Find (nontrivial) matrix $A\in M_n$ such, that only small error in its element has small influence on inverse matrix, it means that this matrix will be different from $A^{-1}$ only little bit. Then find (nontrivial) matrix $B\in M_n$ such, that only small error in its element has bigg influence on inverse matrix, it means that this matrix will be different from $B^{-1}$ a lot.
I have already find these matrices. Consider matrix real matrix $A$ $$A=\begin{pmatrix}0 & 1\\ 1 & 1\end{pmatrix},$$ then the inverse matrix $A^{-1}$ is $$A^{-1}=\begin{pmatrix}-1 & 1\\ 1 & 0\end{pmatrix}.$$
Now consider matrix $A+\Delta A$ in the form $$A+\Delta A=\begin{pmatrix}\frac{1}{1000} & 1\\ 1 & 1\end{pmatrix},$$ then the inverse matrix $A^{-1}$ is $$(A+\Delta A)^{-1}=\begin{pmatrix}-\frac{1000}{999} & \frac{1000}{999}\\ \frac{1000}{999} & -\frac{1}{999}\end{pmatrix}.$$
It means that $A^{-1}$ and $(A+\Delta A)^{-1}$ differ only little bit.

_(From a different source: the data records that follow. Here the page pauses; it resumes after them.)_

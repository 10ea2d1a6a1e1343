use std::path::PathBuf;

use clap::{Parser, Subcommand};

#[derive(Parser)]
#[command(name = "tether")]
#[command(about = "Offline-first todo list backed by a REST API")]
#[command(version)]
pub struct Cli {
    #[command(subcommand)]
    pub command: Commands,

    /// Optional path to local database file
    #[arg(long, global = true, value_name = "PATH")]
    pub db_path: Option<PathBuf>,

    /// Base URL of the todo API (e.g. <http://localhost:4000/api>)
    #[arg(long, global = true, value_name = "URL")]
    pub api_url: Option<String>,

    /// Use an unreachable in-process server; every change stays pending
    #[arg(long, global = true)]
    pub offline_demo: bool,
}

#[derive(Subcommand)]
pub enum Commands {
    /// Create a new todo
    #[command(alias = "new")]
    Add {
        /// Todo title
        title: Vec<String>,
        /// Longer description
        #[arg(short, long)]
        description: Option<String>,
        /// Due date (ISO-8601)
        #[arg(long, value_name = "DATE")]
        date: Option<String>,
    },
    /// List todos, refreshed from the server
    List {
        /// Only todos whose title contains this text
        #[arg(long)]
        title: Option<String>,
        /// Skip the server and read the local copy only
        #[arg(long)]
        local: bool,
        /// Output as JSON
        #[arg(long)]
        json: bool,
    },
    /// Show one todo
    Show {
        /// Todo ID (negative while unconfirmed)
        #[arg(allow_negative_numbers = true)]
        id: i64,
        /// Output as JSON
        #[arg(long)]
        json: bool,
    },
    /// Edit an existing todo
    Edit {
        /// Todo ID (negative while unconfirmed)
        #[arg(allow_negative_numbers = true)]
        id: i64,
        /// New title
        #[arg(long)]
        title: Option<String>,
        /// New description
        #[arg(short, long)]
        description: Option<String>,
        /// Mark as done
        #[arg(long, conflicts_with = "open")]
        completed: bool,
        /// Mark as not done
        #[arg(long)]
        open: bool,
    },
    /// Delete a todo
    Delete {
        /// Todo ID (negative while unconfirmed)
        #[arg(allow_negative_numbers = true)]
        id: i64,
    },
    /// Push pending changes and pull server deletions
    Sync {
        /// Keep retrying in the background until interrupted
        #[arg(long)]
        watch: bool,
    },
    /// Show pending changes and sync bookkeeping
    Status {
        /// Output as JSON
        #[arg(long)]
        json: bool,
    },
    /// Show or update the CLI configuration file
    Config {
        #[command(subcommand)]
        command: ConfigCommands,
    },
}

#[derive(Subcommand)]
pub enum ConfigCommands {
    /// Print the effective configuration
    Show,
    /// Update values in the configuration file
    Set {
        /// Base URL of the todo API
        #[arg(long, value_name = "URL")]
        api_url: Option<String>,
        /// Resource path under the API (defaults to `todo`)
        #[arg(long, value_name = "NAME")]
        resource: Option<String>,
        /// Background retry interval in milliseconds
        #[arg(long, value_name = "MS")]
        poll_interval_ms: Option<u64>,
        /// Local database file
        #[arg(long, value_name = "PATH")]
        db_path: Option<PathBuf>,
    },
}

But when I consider matrix $B$
$$B=\begin{pmatrix}\frac{1001}{1000} & 1\\ 1 & 1 \end{pmatrix},$$ then the inverse matrix $B^{-1}$ is $$B^{-1}=\begin{pmatrix}1000 & -1000\\ -1000 & 1001\end{pmatrix}.$$
Now consider matrix $B+\Delta B$ in the form $$B+\Delta B=\begin{pmatrix}\frac{1002}{1000} & 1\\ 1 & 1 \end{pmatrix},$$ then the inverse matrix $A^{-1}$ is $$(B+\Delta B)^{-1}=\begin{pmatrix}500 & -500\\ -500 & 501\end{pmatrix}.$$
It means that $B^{-1}$ and $(B+\Delta B)^{-1}$ differ a lot.
But furthermore what I should do, it is not only to find matrices, but also formally justify it for any matrix. The hint is that I should use knowledges about decompositions of matrices and about condition number, also I can use this relation
$$\frac{||(A+\Delta A)^{-1}-A^{-1}||}{||A^{-1}||}\leq \kappa(A)\frac{||\Delta A||}{||A||},$$
where $\kappa(A)$ is condition number of matrix $A$. I think that it can be something with regularity and singularity of matrix. My matrix $A$ is "strong" regular and difference between these two inverse matrices was small. On the other hand the matrix $B$ was near to singular and the difference between inverse matrices was bigg.
I have not idea how to deal with formally and more generally. Any help will be appreciated. Thank you very much.
I think your inequality is only correct to fist order in $\Delta A$. You really need the condition number of the problem of inverting $A$. Using calculus (see here: https://en.wikipedia.org/wiki/Condition_number#Several_variables) and Hahn Banach theorem, the condition number can be shown to be $\kappa(A)$. This means your inequality is actually sharp, at least to first order. That means there are small perturbations $\Delta A$ for which the inequality is almost an equality. Now you need to determine when $\kappa(A)$ is "large".
Let $\sigma_1 \geq \sigma_2 \geq \dots \geq \sigma_n > 0$ be the singular values of $A$. Using the $2$-norm, we have $\lVert A \rVert = \sigma_1$, $\lVert A^{-1} \rVert = \frac{1}{\sigma_n}$. Thus $\kappa(A) = \frac{\sigma_1}{\sigma_n}$. Thus if $\sigma_n$ is small and $\sigma_1$ is large, then $k(A)$ will be large. So try $A = \begin{bmatrix} 1000 & 0 \\ 0 & 0.1 \end{bmatrix}$.